Larry Persily, a former Empire editor who recently finished working for Gov. Palin in Washington D.C., said he would bet his Alaska Permanent Fund dividend that a judge would agree with him that Gov. Palin has no claims to the deliberative process privilege once her administration's e-mail discussions include her husband.
"The dike has got a hole in it, it's over," Persily said.
"Absolutely," agreed consultant and Empire columnist Gregg Erickson, who had one public record request in the 1990s take several years to be settled by the Alaska Supreme Court. "I think (Mitchell) will get (Todd Palin's e-mails), but I wouldn't be surprised if it takes a very long time."
But other experts weren't as sure.
John McKay, an attorney who teaches media law in at the University of Alaska Anchorage and has represented numerous media organizations in Alaska including the parent company of the Juneau Empire, said he needs to know more about why the state is invoking the deliberative process privilege before he can say whether its reasons are valid.
"It obliviously raises questions on the face of it," McKay said. "but without knowing more, I can't tell how those questions should be answered."
Media expert Carl Stern, a professor emeritus of media and policy affairs at George Washington University in Washington, D.C., said Gov. Palin needs to show that Todd Palin was in a "privileged circle" of advisers if she wants to have a leg to stand on in arguing that the deliberative process privilege extends to her husband.
Stern pointed out a somewhat related case in the 1990s in which a federal appeals court ruled that Hillary Clinton, who had been appointed by her husband, former President Bill Clinton, to head a task force on health care reform, was a de facto public official and confidentiality privileges extended to her.
Palin's spokeswoman Sharon Leighow deferred questions regarding e-mails between Todd Palin and the governor's administration to Assistant Attorney General David Jones, who said he could not answer questions seeking legal opinions.
But he did attempt to clarify Todd Palin's role in the government.
"Mr. Palin's official role is not defined by statute or regulation," Jones said in an e-mail. "Like the spouses of prior governors, he participates in various functions as a representative of the state. But he is not a state officer or employee and does not receive a state wage or salary."
Jones said he did not know why the governor's administration and Todd Palin were sending e-mails to each other.
McLeod said she had not yet decided if she will pursue the e-mails in court if Gov. Palin does not release them. She said that if the governor were true to her word of running an open, ethical and transparent government, she would release the e-mails.
"The people have a right to know the inner workings of the government," McLeod said.

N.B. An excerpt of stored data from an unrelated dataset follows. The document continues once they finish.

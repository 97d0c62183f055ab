use std::fmt;
use std::str::FromStr;

use super::CardError;

/// Card rank or value.
/// This is basically the face value - 2
#[cfg_attr(feature = "serde", derive(serde::Serialize, serde::Deserialize))]
#[derive(Debug, PartialEq, PartialOrd, Eq, Ord, Clone, Copy, Hash)]
pub enum Value {
    /// 2
    Two = 0,
    /// 3
    Three = 1,
    /// 4
    Four = 2,
    /// 5
    Five = 3,
    /// 6
    Six = 4,
    /// 7
    Seven = 5,
    /// 8
    Eight = 6,
    /// 9
    Nine = 7,
    /// T
    Ten = 8,
    /// J
    Jack = 9,
    /// Q
    Queen = 10,
    /// K
    King = 11,
    /// A
    Ace = 12,
}

/// Constant of all the values.
/// This is what `Value::values()` returns
const VALUES: [Value; 13] = [
    Value::Two,
    Value::Three,
    Value::Four,
    Value::Five,
    Value::Six,
    Value::Seven,
    Value::Eight,
    Value::Nine,
    Value::Ten,
    Value::Jack,
    Value::Queen,
    Value::King,
    Value::Ace,
];

impl Value {
    /// Get all of the `Value`'s, lowest first.
    pub const fn values() -> [Self; 13] {
        VALUES
    }

    /// Take a u8 in 0..13 and turn it into a value.
    pub fn from_u8(v: u8) -> Option<Self> {
        VALUES.get(v as usize).copied()
    }

    /// Given a character parse that char into a value.
    /// Case is ignored as long as the char is in the ascii range (It should
    /// be).
    ///
    /// # Examples
    ///
    /// ```
    /// use bounty_holdem::core::Value;
    ///
    /// assert_eq!(Some(Value::Ace), Value::from_char('A'));
    /// assert_eq!(Some(Value::Ten), Value::from_char('t'));
    /// assert_eq!(None, Value::from_char('1'));
    /// ```
    pub fn from_char(c: char) -> Option<Self> {
        match c.to_ascii_uppercase() {
            'A' => Some(Self::Ace),
            'K' => Some(Self::King),
            'Q' => Some(Self::Queen),
            'J' => Some(Self::Jack),
            'T' => Some(Self::Ten),
            '9' => Some(Self::Nine),
            '8' => Some(Self::Eight),
            '7' => Some(Self::Seven),
            '6' => Some(Self::Six),
            '5' => Some(Self::Five),
            '4' => Some(Self::Four),
            '3' => Some(Self::Three),
            '2' => Some(Self::Two),
            _ => None,
        }
    }

    /// Convert this Value to a char.
    pub fn to_char(self) -> char {
        match self {
            Self::Ace => 'A',
            Self::King => 'K',
            Self::Queen => 'Q',
            Self::Jack => 'J',
            Self::Ten => 'T',
            Self::Nine => '9',
            Self::Eight => '8',
            Self::Seven => '7',
            Self::Six => '6',
            Self::Five => '5',
            Self::Four => '4',
            Self::Three => '3',
            Self::Two => '2',
        }
    }
}

impl fmt::Display for Value {
    fn fmt(&self, f: &mut fmt::Formatter<'_>) -> fmt::Result {
        write!(f, "{}", self.to_char())
    }
}

/// Enum for the four different suits.
/// Suits carry no bounty information, they only matter for flushes.
#[cfg_attr(feature = "serde", derive(serde::Serialize, serde::Deserialize))]
#[derive(Debug, PartialEq, PartialOrd, Eq, Ord, Clone, Copy, Hash)]
pub enum Suit {
    /// Spades
    Spade = 0,
    /// Clubs
    Club = 1,
    /// Hearts
    Heart = 2,
    /// Diamonds
    Diamond = 3,
}

const SUITS: [Suit; 4] = [Suit::Spade, Suit::Club, Suit::Heart, Suit::Diamond];

impl Suit {
    /// Provide all the Suit's that there are.
    pub const fn suits() -> [Self; 4] {
        SUITS
    }

    pub fn from_u8(s: u8) -> Option<Self> {
        SUITS.get(s as usize).copied()
    }

    /// Given a character that represents a suit try and parse that char.
    pub fn from_char(s: char) -> Option<Self> {
        match s.to_ascii_lowercase() {
            's' => Some(Self::Spade),
            'c' => Some(Self::Club),
            'h' => Some(Self::Heart),
            'd' => Some(Self::Diamond),
            _ => None,
        }
    }

    pub fn to_char(self) -> char {
        match self {
            Self::Spade => 's',
            Self::Club => 'c',
            Self::Heart => 'h',
            Self::Diamond => 'd',
        }
    }
}

impl fmt::Display for Suit {
    fn fmt(&self, f: &mut fmt::Formatter<'_>) -> fmt::Result {
        write!(f, "{}", self.to_char())
    }
}

/// The main struct of this library.
/// This is a carrier for Suit and Value combined.
#[cfg_attr(feature = "serde", derive(serde::Serialize, serde::Deserialize))]
#[derive(Debug, PartialEq, PartialOrd, Eq, Ord, Clone, Copy, Hash)]
pub struct Card {
    /// The face value of this card.
    pub value: Value,
    /// The suit of this card.
    pub suit: Suit,
}

impl Card {
    pub const fn new(value: Value, suit: Suit) -> Self {
        Self { value, suit }
    }

    /// Position of the card in a 52 card universe, suit major.
    pub(crate) const fn index(self) -> u8 {
        (self.suit as u8) * 13 + self.value as u8
    }

    pub(crate) fn from_index(idx: u8) -> Option<Self> {
        Some(Self {
            value: Value::from_u8(idx % 13)?,
            suit: Suit::from_u8(idx / 13)?,
        })
    }
}

impl fmt::Display for Card {
    fn fmt(&self, f: &mut fmt::Formatter<'_>) -> fmt::Result {
        write!(f, "{}{}", self.value, self.suit)
    }
}

impl FromStr for Card {
    type Err = CardError;

    /// Parse a two character card like `Ah` or `9c`.
    fn from_str(s: &str) -> Result<Self, Self::Err> {
        let mut chars = s.chars();
        let value_char = chars.next().ok_or(CardError::UnexpectedEnd)?;
        let suit_char = chars.next().ok_or(CardError::UnexpectedEnd)?;
        if chars.next().is_some() {
            return Err(CardError::UnparsedCharsRemaining);
        }
        let value = Value::from_char(value_char).ok_or(CardError::UnexpectedValueChar)?;
        let suit = Suit::from_char(suit_char).ok_or(CardError::UnexpectedSuitChar)?;
        Ok(Card::new(value, suit))
    }
}

/// Parse a run of cards such as `"AhKd"` or `"Ah Kd 2c"`.
///
/// Whitespace between cards is ignored. A card that shows up twice is
/// rejected since it can't exist in a single deal.
pub fn parse_cards(s: &str) -> Result<Vec<Card>, CardError> {
    let compact: Vec<char> = s.chars().filter(|c| !c.is_whitespace()).collect();
    if compact.len() % 2 != 0 {
        return Err(CardError::UnexpectedEnd);
    }

    let mut seen = super::CardBitSet::new();
    let mut cards = Vec::with_capacity(compact.len() / 2);
    for pair in compact.chunks(2) {
        let value = Value::from_char(pair[0]).ok_or(CardError::UnexpectedValueChar)?;
        let suit = Suit::from_char(pair[1]).ok_or(CardError::UnexpectedSuitChar)?;
        let card = Card::new(value, suit);
        if seen.contains(card) {
            return Err(CardError::DuplicateCard(card));
        }
        seen.insert(card);
        cards.push(card);
    }
    Ok(cards)
}

#[cfg(test)]
mod tests {
    use super::*;

    #[test]
    fn test_constructor() {
        let c = Card::new(Value::Three, Suit::Spade);
        assert_eq!(Suit::Spade, c.suit);
        assert_eq!(Value::Three, c.value);
    }

    #[test]
    fn test_compare_values() {
        assert!(Value::Two < Value::Ace);
        assert!(Value::King < Value::Ace);
        assert_eq!(Value::Two, Value::Two);
    }

    #[test]
    fn test_value_char_round_trip_all() {
        for v in Value::values() {
            assert_eq!(Some(v), Value::from_char(v.to_char()));
        }
    }

    #[test]
    fn test_index_round_trip_all() {
        for idx in 0..52 {
            let card = Card::from_index(idx).unwrap();
            assert_eq!(idx, card.index());
        }
        assert_eq!(None, Card::from_index(52));
    }

    #[test]
    fn test_parse_card() {
        let c: Card = "Td".parse().unwrap();
        assert_eq!(Card::new(Value::Ten, Suit::Diamond), c);
        assert_eq!("Td", c.to_string());
    }

    #[test]
    fn test_parse_card_errors() {
        assert_eq!(Err(CardError::UnexpectedEnd), "A".parse::<Card>());
        assert_eq!(Err(CardError::UnexpectedValueChar), "1h".parse::<Card>());
        assert_eq!(Err(CardError::UnexpectedSuitChar), "Ax".parse::<Card>());
        assert_eq!(
            Err(CardError::UnparsedCharsRemaining),
            "Ahh".parse::<Card>()
        );
    }

    #[test]
    fn test_parse_cards_with_spaces() {
        let cards = parse_cards("Ah Kd 2c").unwrap();
        assert_eq!(3, cards.len());
        assert_eq!(Card::new(Value::Two, Suit::Club), cards[2]);
    }

    #[test]
    fn test_parse_cards_rejects_duplicate() {
        let err = parse_cards("AhKdAh").unwrap_err();
        assert_eq!(
            CardError::DuplicateCard(Card::new(Value::Ace, Suit::Heart)),
            err
        );
    }

    #[test]
    fn test_parse_cards_empty() {
        assert!(parse_cards("").unwrap().is_empty());
    }
}
use std::fmt;
use std::ops::{BitAnd, BitOr, BitOrAssign, BitXor};

use super::{Card, Value};

/// Mask with all 52 card bits set.
const FULL_DECK: u64 = (1 << 52) - 1;

/// A set of cards stored as a single u64.
///
/// Bit `n` is set when the card with index `n` is in the set. Since the set
/// can't hold a card twice it's a natural way to check for duplicate cards
/// between a hand and the board.
#[cfg_attr(feature = "serde", derive(serde::Serialize, serde::Deserialize))]
#[derive(Default, Clone, Copy, PartialEq, Eq, Hash)]
pub struct CardBitSet {
    cards: u64,
}

impl CardBitSet {
    /// Create an empty set.
    pub const fn new() -> Self {
        Self { cards: 0 }
    }

    /// Create a set holding all 52 cards.
    pub const fn full() -> Self {
        Self { cards: FULL_DECK }
    }

    /// Add a card. Returns false if it was already there.
    pub fn insert(&mut self, card: Card) -> bool {
        let bit = 1_u64 << card.index();
        let added = self.cards & bit == 0;
        self.cards |= bit;
        added
    }

    /// Remove a card. Returns false if it wasn't there.
    pub fn remove(&mut self, card: Card) -> bool {
        let bit = 1_u64 << card.index();
        let removed = self.cards & bit != 0;
        self.cards &= !bit;
        removed
    }

    pub fn contains(&self, card: Card) -> bool {
        self.cards & (1_u64 << card.index()) != 0
    }

    pub fn count(&self) -> usize {
        self.cards.count_ones() as usize
    }

    pub fn is_empty(&self) -> bool {
        self.cards == 0
    }

    /// Does any card in the set have this value?
    pub fn contains_value(&self, value: Value) -> bool {
        // One bit per suit, 13 apart.
        let mask = (0..4).fold(0_u64, |acc, suit| acc | (1 << (suit * 13 + value as u64)));
        self.cards & mask != 0
    }

    /// Cards in both sets.
    pub fn intersection(&self, other: &Self) -> Self {
        *self & *other
    }

    /// Cards in `self` that aren't in `other`.
    pub fn difference(&self, other: &Self) -> Self {
        Self {
            cards: self.cards & !other.cards,
        }
    }

    pub fn iter(&self) -> CardBitSetIter {
        CardBitSetIter { cards: self.cards }
    }
}

impl fmt::Debug for CardBitSet {
    fn fmt(&self, f: &mut fmt::Formatter<'_>) -> fmt::Result {
        f.debug_set().entries(self.iter().map(|c| c.to_string())).finish()
    }
}

impl BitOr for CardBitSet {
    type Output = Self;

    fn bitor(self, rhs: Self) -> Self {
        Self {
            cards: self.cards | rhs.cards,
        }
    }
}

impl BitOrAssign for CardBitSet {
    fn bitor_assign(&mut self, rhs: Self) {
        self.cards |= rhs.cards;
    }
}

impl BitAnd for CardBitSet {
    type Output = Self;

    fn bitand(self, rhs: Self) -> Self {
        Self {
            cards: self.cards & rhs.cards,
        }
    }
}

impl BitXor for CardBitSet {
    type Output = Self;

    fn bitxor(self, rhs: Self) -> Self {
        Self {
            cards: self.cards ^ rhs.cards,
        }
    }
}

impl From<Card> for CardBitSet {
    fn from(card: Card) -> Self {
        let mut set = Self::new();
        set.insert(card);
        set
    }
}

/// Collect cards into a set, silently merging duplicates. Use
/// [`super::Deck::build`] or [`super::parse_cards`] when duplicates need to
/// be reported.
impl FromIterator<Card> for CardBitSet {
    fn from_iter<T: IntoIterator<Item = Card>>(iter: T) -> Self {
        let mut set = Self::new();
        for card in iter {
            set.insert(card);
        }
        set
    }
}

/// Iterator over the cards of a `CardBitSet`, lowest index first.
#[derive(Debug, Clone)]
pub struct CardBitSetIter {
    cards: u64,
}

impl Iterator for CardBitSetIter {
    type Item = Card;

    fn next(&mut self) -> Option<Card> {
        if self.cards == 0 {
            return None;
        }
        let idx = self.cards.trailing_zeros() as u8;
        // Clear the lowest set bit.
        self.cards &= self.cards - 1;
        Card::from_index(idx)
    }

    fn size_hint(&self) -> (usize, Option<usize>) {
        let n = self.cards.count_ones() as usize;
        (n, Some(n))
    }
}

impl IntoIterator for CardBitSet {
    type Item = Card;
    type IntoIter = CardBitSetIter;

    fn into_iter(self) -> CardBitSetIter {
        self.iter()
    }
}

impl IntoIterator for &CardBitSet {
    type Item = Card;
    type IntoIter = CardBitSetIter;

    fn into_iter(self) -> CardBitSetIter {
        self.iter()
    }
}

John Cyr, executive director of the PSEA, said the union also has submitted a public records request for some of the same documents. (The Juneau Empire filed a public records request last week for access to e-mails between the governor's office and Todd Palin.)
Persily said the entire episode shows that Palin and her staff weren't paying attention to legal details.
"The lesson is: Be careful who you CC on an e-mail," he said.
And, Art Chance, a 20-year state employee who dealt with sensitive labor negotiations for the state, said the governor's staff had been "felony stupid" for failing to warn her not to leave a paper trail, including e-mails, of potentially embarrassing material.
"You can't come in (as governor) knowing all the intricacies of this stuff. You have to rely on the people inside the bureaucracy to keep you straight," Chance said. "And they didn't."